*Material provided:*
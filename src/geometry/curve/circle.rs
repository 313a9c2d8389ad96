use std::f64::consts::TAU;

use crate::error::{GeometryError, Result};
use crate::math::{perpendicular_dir, Point3, Vector3, TOLERANCE};

use super::{Curve, CurveDomain};

/// A full circle, parameterized by angle over `[0, 2*pi)`.
///
/// `P(t) = center + radius * (cos(t) * u + sin(t) * v)` with `u` the
/// reference direction and `v = normal x u`. A pipe sweep uses the circle
/// as its cross-section, so `u` is also the profile's zero-angle seam.
#[derive(Debug, Clone)]
pub struct Circle {
    center: Point3,
    radius: f64,
    normal: Vector3,
    u: Vector3,
    v: Vector3,
}

impl Circle {
    /// Creates a circle around `normal` with its zero angle towards
    /// `ref_dir`. Any component of `ref_dir` along the normal is dropped.
    ///
    /// # Errors
    ///
    /// Returns [`GeometryError::Degenerate`] for a non-positive radius and
    /// [`GeometryError::ZeroVector`] if the normal is zero or `ref_dir` is
    /// parallel to it.
    pub fn new(
        center: Point3,
        radius: f64,
        normal: Vector3,
        ref_dir: Vector3,
    ) -> Result<Self> {
        if !(radius > TOLERANCE && radius.is_finite()) {
            return Err(GeometryError::Degenerate(format!(
                "circle radius {radius} is not positive"
            ))
            .into());
        }
        let normal = normal
            .try_normalize(TOLERANCE)
            .ok_or(GeometryError::ZeroVector)?;
        let u = (ref_dir - normal * ref_dir.dot(&normal))
            .try_normalize(TOLERANCE)
            .ok_or(GeometryError::ZeroVector)?;
        Ok(Self {
            center,
            radius,
            normal,
            u,
            v: normal.cross(&u),
        })
    }

    /// Circle in the plane normal to `axis` with an arbitrary seam.
    ///
    /// # Errors
    ///
    /// See [`Circle::new`].
    pub fn from_axis(center: Point3, axis: Vector3, radius: f64) -> Result<Self> {
        let normal = axis
            .try_normalize(TOLERANCE)
            .ok_or(GeometryError::ZeroVector)?;
        Self::new(center, radius, normal, perpendicular_dir(&normal))
    }

    #[must_use]
    pub fn center(&self) -> &Point3 {
        &self.center
    }

    #[must_use]
    pub fn radius(&self) -> f64 {
        self.radius
    }

    /// Unit normal of the circle plane.
    #[must_use]
    pub fn normal(&self) -> &Vector3 {
        &self.normal
    }

    /// Unit direction of the point at `t = 0`.
    #[must_use]
    pub fn ref_dir(&self) -> &Vector3 {
        &self.u
    }

    /// Unit direction of the point at `t = pi/2`.
    #[must_use]
    pub fn binormal(&self) -> &Vector3 {
        &self.v
    }
}

impl Curve for Circle {
    fn evaluate(&self, t: f64) -> Result<Point3> {
        let (sin, cos) = t.sin_cos();
        Ok(self.center + (self.u * cos + self.v * sin) * self.radius)
    }

    fn derivative(&self, t: f64) -> Result<Vector3> {
        let (sin, cos) = t.sin_cos();
        Ok((self.v * cos - self.u * sin) * self.radius)
    }

    fn domain(&self) -> CurveDomain {
        CurveDomain::new(0.0, TAU)
    }

    fn is_closed(&self) -> bool {
        true
    }

    fn is_periodic(&self) -> bool {
        true
    }
}

#[cfg(test)]
#[allow(clippy::unwrap_used)]
mod tests {
    use super::*;
    use std::f64::consts::FRAC_PI_2;

    #[test]
    fn quarter_turn_reaches_binormal() {
        let c = Circle::new(Point3::origin(), 3.0, Vector3::z(), Vector3::x()).unwrap();
        let p = c.evaluate(FRAC_PI_2).unwrap();
        assert!((p - Point3::new(0.0, 3.0, 0.0)).norm() < 1e-12);
        assert!((c.binormal() - Vector3::y()).norm() < 1e-12);
    }

    #[test]
    fn tilted_ref_dir_is_projected() {
        let tilted = Vector3::new(1.0, 0.0, 1.0);
        let c = Circle::new(Point3::origin(), 1.0, Vector3::z(), tilted).unwrap();
        assert!((c.ref_dir() - Vector3::x()).norm() < 1e-12);
    }

    #[test]
    fn bad_inputs_rejected() {
        assert!(Circle::new(Point3::origin(), 0.0, Vector3::z(), Vector3::x()).is_err());
        assert!(Circle::new(Point3::origin(), 1.0, Vector3::zeros(), Vector3::x()).is_err());
        assert!(Circle::new(Point3::origin(), 1.0, Vector3::z(), Vector3::z()).is_err());
        assert!(Circle::from_axis(Point3::origin(), Vector3::zeros(), 1.0).is_err());
    }

    #[test]
    fn closed_and_periodic() {
        let c = Circle::from_axis(Point3::origin(), Vector3::x(), 1.0).unwrap();
        assert!(c.is_closed());
        assert!(c.is_periodic());
        let a = c.evaluate(0.0).unwrap();
        let b = c.evaluate(TAU).unwrap();
        assert!((a - b).norm() < 1e-12);
    }

    #[test]
    fn derivative_has_radius_magnitude() {
        let c = Circle::from_axis(Point3::origin(), Vector3::z(), 2.5).unwrap();
        let d = c.derivative(1.0).unwrap();
        assert!((d.norm() - 2.5).abs() < 1e-12);
    }

    #[test]
    fn from_axis_lies_in_normal_plane() {
        let axis = Vector3::new(1.0, 1.0, 0.0);
        let c = Circle::from_axis(Point3::new(1.0, 2.0, 3.0), axis, 2.0).unwrap();
        let n = axis.normalize();
        for i in 0..8 {
            let t = f64::from(i) * TAU / 8.0;
            let d = c.evaluate(t).unwrap() - *c.center();
            assert!(d.dot(&n).abs() < 1e-12);
            assert!((d.norm() - c.radius()).abs() < 1e-12);
        }
        assert!((c.normal() - n).norm() < 1e-12);
    }
}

*Your objective:*
Identify the lines of the entries containing the string "with". Copy each such line.

*Solution to this task:*
/// `P(t) = center + radius * (cos(t) * u + sin(t) * v)` with `u` the
    /// Creates a circle around `normal` with its zero angle towards
    /// Circle in the plane normal to `axis` with an arbitrary seam.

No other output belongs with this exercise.